__BRIEF__.
Extract from the entries below, exactly as given, only the lines from the line containing "assert!(last > 300.0" to the line containing "let mut world = flat_world();", both lines included.

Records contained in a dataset
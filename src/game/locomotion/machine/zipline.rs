// Zipline traversal

use std::rc::{Rc, Weak};

use glam::Vec3;
use log::{debug, warn};

use super::{ActiveMode, LocomotionStateMachine};
use crate::engine::physics::{CollisionQuery, KinematicBody};
use crate::game::interactive::ZiplineAnchor;
use crate::game::locomotion::state::BaseMode;
use crate::util::math::{project_onto, UP};
use crate::util::Rotator;

/// Ride state while attached to a zipline
#[derive(Debug, Clone)]
pub struct ZiplineTraversal {
    anchor: Weak<dyn ZiplineAnchor>,
    pub direction: Vec3,
    pub initial_speed: f32,
    pub current_speed: f32,
}

impl ZiplineTraversal {
    pub fn anchor(&self) -> Option<Rc<dyn ZiplineAnchor>> {
        self.anchor.upgrade()
    }
}

impl LocomotionStateMachine {
    pub fn attach_to_zipline(&mut self, body: &mut KinematicBody, zipline: &Rc<dyn ZiplineAnchor>) -> bool {
        if self.is_swimming() || self.flags.sliding || self.is_mantling() || self.is_on_zipline() {
            debug!("Zipline attach rejected");
            return false;
        }

        self.leave_custom_mode(body);

        let direction = zipline.direction();
        let rotation = Rotator::from_direction(direction).flattened();
        let offset = body.capsule().half_height + self.config.zipline.character_offset;
        let location = zipline.attach_point(body.location()) - UP * offset;

        body.set_rotation(rotation);
        body.set_location(location);

        let initial_speed = project_onto(body.velocity(), direction).length();
        self.zipline_ramp.play_from_start(initial_speed, self.config.zipline.max_speed);

        self.install_custom_mode(
            body,
            ActiveMode::ZiplineTraverse(ZiplineTraversal {
                anchor: Rc::downgrade(zipline),
                direction,
                initial_speed,
                current_speed: initial_speed,
            }),
        );
        true
    }

    /// Current ride speed, zero when not on a zipline
    pub fn zipline_speed(&self) -> f32 {
        match &self.mode {
            ActiveMode::ZiplineTraverse(traversal) => traversal.current_speed,
            _ => 0.0,
        }
    }

    pub(super) fn phys_zipline(&mut self, body: &mut KinematicBody, world: &dyn CollisionQuery, dt: f32) {
        let speed = self.zipline_ramp.tick(dt);
        let ActiveMode::ZiplineTraverse(traversal) = &mut self.mode else {
            return;
        };
        let Some(anchor) = traversal.anchor() else {
            warn!("Zipline dropped while riding, letting go");
            self.detach_from_zipline(body);
            return;
        };

        traversal.current_speed = speed;
        let delta = traversal.direction * speed * dt;
        let rotation = body.rotation();

        // End of the cable: the ride ran into the zipline's own geometry
        if let Some(hit) = body.move_by(world, delta, rotation, true) {
            if anchor.owns_surface(hit.surface) {
                debug!("Zipline end reached");
                self.detach_from_zipline(body);
            }
        }
    }

    pub fn detach_from_zipline(&mut self, body: &mut KinematicBody) -> bool {
        if !self.is_on_zipline() {
            return false;
        }
        self.leave_custom_mode(body);
        self.set_base_mode(body, BaseMode::Airborne);
        true
    }
}

#[cfg(test)]
mod tests {
    use super::*;
    use crate::game::interactive::Zipline;
    use crate::game::locomotion::config::LocomotionConfig;
    use crate::game::locomotion::events::LocomotionEvent;
    use crate::game::locomotion::state::CustomMode;
    use crate::game::locomotion::test_support::{flat_world, ledge_world, standing_body};
    use approx::assert_relative_eq;

    const DT: f32 = 1.0 / 60.0;

    #[test]
    fn test_attach_hangs_below_cable() {
        let mut machine = LocomotionStateMachine::default();
        let mut body = standing_body();
        body.set_location(Vec3::new(200.0, 0.0, 200.0));
        let zipline: Rc<dyn ZiplineAnchor> =
            Rc::new(Zipline::new(Vec3::new(0.0, 0.0, 600.0), Vec3::new(1000.0, 0.0, 400.0)));

        assert!(machine.attach_to_zipline(&mut body, &zipline));
        assert!(machine.is_on_zipline());
        assert!(!machine.can_jump());
        assert_relative_eq!(body.rotation().pitch, 0.0);
        assert_relative_eq!(body.forward().x, 1.0, epsilon = 1e-4);

        let cable = zipline.attach_point(Vec3::new(200.0, 0.0, 200.0));
        assert_relative_eq!(body.location().z, cable.z - 96.0 - 35.0, epsilon = 1e-3);
        assert!(!machine.attach_to_zipline(&mut body, &zipline));
    }

    #[test]
    fn test_initial_speed_is_projected_velocity() {
        let config = LocomotionConfig::default().with_default_curves();
        let mut machine = LocomotionStateMachine::new(config);
        let mut body = standing_body();
        body.set_velocity(Vec3::new(300.0, 400.0, 0.0));
        let zipline: Rc<dyn ZiplineAnchor> =
            Rc::new(Zipline::new(Vec3::new(0.0, 0.0, 600.0), Vec3::new(1000.0, 0.0, 600.0 - 1e-3)));

        machine.attach_to_zipline(&mut body, &zipline);
        assert_relative_eq!(machine.zipline_speed(), 300.0, epsilon = 1e-2);

        let world = crate::engine::physics::CollisionWorld::new();
        let mut last = machine.zipline_speed();
        for _ in 0..30 {
            machine.tick(&mut body, &world, DT);
            assert!(machine.zipline_speed() >= last);
            last = machine.zipline_speed();
        }
        assert!(last > 300.0 && last < 2000.0);
    }

    #[test]
    fn test_without_curve_rides_at_max_speed() {
        let mut machine = LocomotionStateMachine::default();
        let mut body = standing_body();
        let zipline: Rc<dyn ZiplineAnchor> =
            Rc::new(Zipline::new(Vec3::new(0.0, 0.0, 600.0), Vec3::new(5000.0, 0.0, 500.0)));
        machine.attach_to_zipline(&mut body, &zipline);

        let world = crate::engine::physics::CollisionWorld::new();
        let start = body.location();
        machine.tick(&mut body, &world, 0.1);
        assert_relative_eq!(machine.zipline_speed(), 2000.0);
        assert_relative_eq!(body.location().distance(start), 200.0, epsilon = 1e-2);
    }

    #[test]
    fn test_reaching_far_pole_detaches() {
        let mut world = flat_world();
        let zipline: Rc<dyn ZiplineAnchor> = Rc::new(Zipline::build(
            &mut world,
            Vec3::new(0.0, 0.0, 0.0),
            700.0,
            Vec3::new(1500.0, 0.0, 0.0),
            500.0,
        ));
        let mut machine = LocomotionStateMachine::default();
        let mut body = standing_body();
        body.set_location(Vec3::new(100.0, 0.0, 500.0));
        machine.attach_to_zipline(&mut body, &zipline);

        for _ in 0..120 {
            if !machine.is_on_zipline() {
                break;
            }
            machine.tick(&mut body, &world, DT);
        }
        assert!(!machine.is_on_zipline());
        assert_eq!(machine.base_mode(), BaseMode::Airborne);
        assert!(body.location().x < 1500.0);
        assert_relative_eq!(machine.zipline_speed(), 0.0);
    }

    #[test]
    fn test_attach_rejected_while_swimming_or_sliding() {
        let mut machine = LocomotionStateMachine::default();
        let mut body = standing_body();
        let zipline: Rc<dyn ZiplineAnchor> = Rc::new(Zipline::new(Vec3::ZERO, Vec3::new(100.0, 0.0, -10.0)));

        machine.set_base_mode(&mut body, BaseMode::Swimming);
        assert!(!machine.attach_to_zipline(&mut body, &zipline));
        machine.set_base_mode(&mut body, BaseMode::Grounded);
        machine.flags.sliding = true;
        assert!(!machine.attach_to_zipline(&mut body, &zipline));
    }

    #[test]
    fn test_attach_rejected_while_mantling() {
        let (world, _) = ledge_world(150.0);
        let config = LocomotionConfig::default().with_default_curves();
        let mut machine = LocomotionStateMachine::new(config);
        let mut body = standing_body();
        assert!(machine.try_mantle(&mut body, &world, false));
        machine.tick(&mut body, &world, DT);
        assert_eq!(machine.custom_mode(), CustomMode::Mantling);

        let zipline: Rc<dyn ZiplineAnchor> =
            Rc::new(Zipline::new(Vec3::new(0.0, 0.0, 600.0), Vec3::new(1000.0, 0.0, 400.0)));
        assert!(!machine.attach_to_zipline(&mut body, &zipline));
        assert_eq!(machine.custom_mode(), CustomMode::Mantling);
        assert!(!machine.is_on_zipline());
    }

    #[test]
    fn test_wall_run_to_zipline_tears_down_once() {
        let (world, _) = crate::game::locomotion::test_support::wall_world();
        let mut machine = LocomotionStateMachine::default();
        let mut body = standing_body();
        body.set_location(Vec3::new(0.0, 0.0, 300.0));
        machine.set_base_mode(&mut body, BaseMode::Airborne);
        assert!(machine.start_wall_run(&mut body, Vec3::new(0.0, -1.0, 0.0)));
        machine.drain_events();

        let zipline: Rc<dyn ZiplineAnchor> =
            Rc::new(Zipline::new(Vec3::new(0.0, 0.0, 800.0), Vec3::new(2000.0, 0.0, 600.0)));
        assert!(machine.attach_to_zipline(&mut body, &zipline));

        let events = machine.drain_events();
        let exits: Vec<_> = events
            .iter()
            .filter(|e| matches!(e, LocomotionEvent::CustomModeExited(_)))
            .collect();
        assert_eq!(exits, vec![&LocomotionEvent::CustomModeExited(CustomMode::WallRun)]);
        assert!(body.plane_constraint().is_none());
        assert_eq!(machine.custom_mode(), CustomMode::ZiplineTraverse);

        // The wall run timeout was cancelled along with the mode
        for _ in 0..120 {
            machine.tick(&mut body, &world, DT);
        }
        assert!(machine
            .drain_events()
            .iter()
            .all(|e| !matches!(e, LocomotionEvent::WallRunStopped(_))));
    }
}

__TASK OUTPUT__.
        assert!(last > 300.0 && last < 2000.0);
    }

    #[test]
    fn test_without_curve_rides_at_max_speed() {
        let mut machine = LocomotionStateMachine::default();
        let mut body = standing_body();
        let zipline: Rc<dyn ZiplineAnchor> =
            Rc::new(Zipline::new(Vec3::new(0.0, 0.0, 600.0), Vec3::new(5000.0, 0.0, 500.0)));
        machine.attach_to_zipline(&mut body, &zipline);

        let world = crate::engine::physics::CollisionWorld::new();
        let start = body.location();
        machine.tick(&mut body, &world, 0.1);
        assert_relative_eq!(machine.zipline_speed(), 2000.0);
        assert_relative_eq!(body.location().distance(start), 200.0, epsilon = 1e-2);
    }

    #[test]
    fn test_reaching_far_pole_detaches() {
        let mut world = flat_world();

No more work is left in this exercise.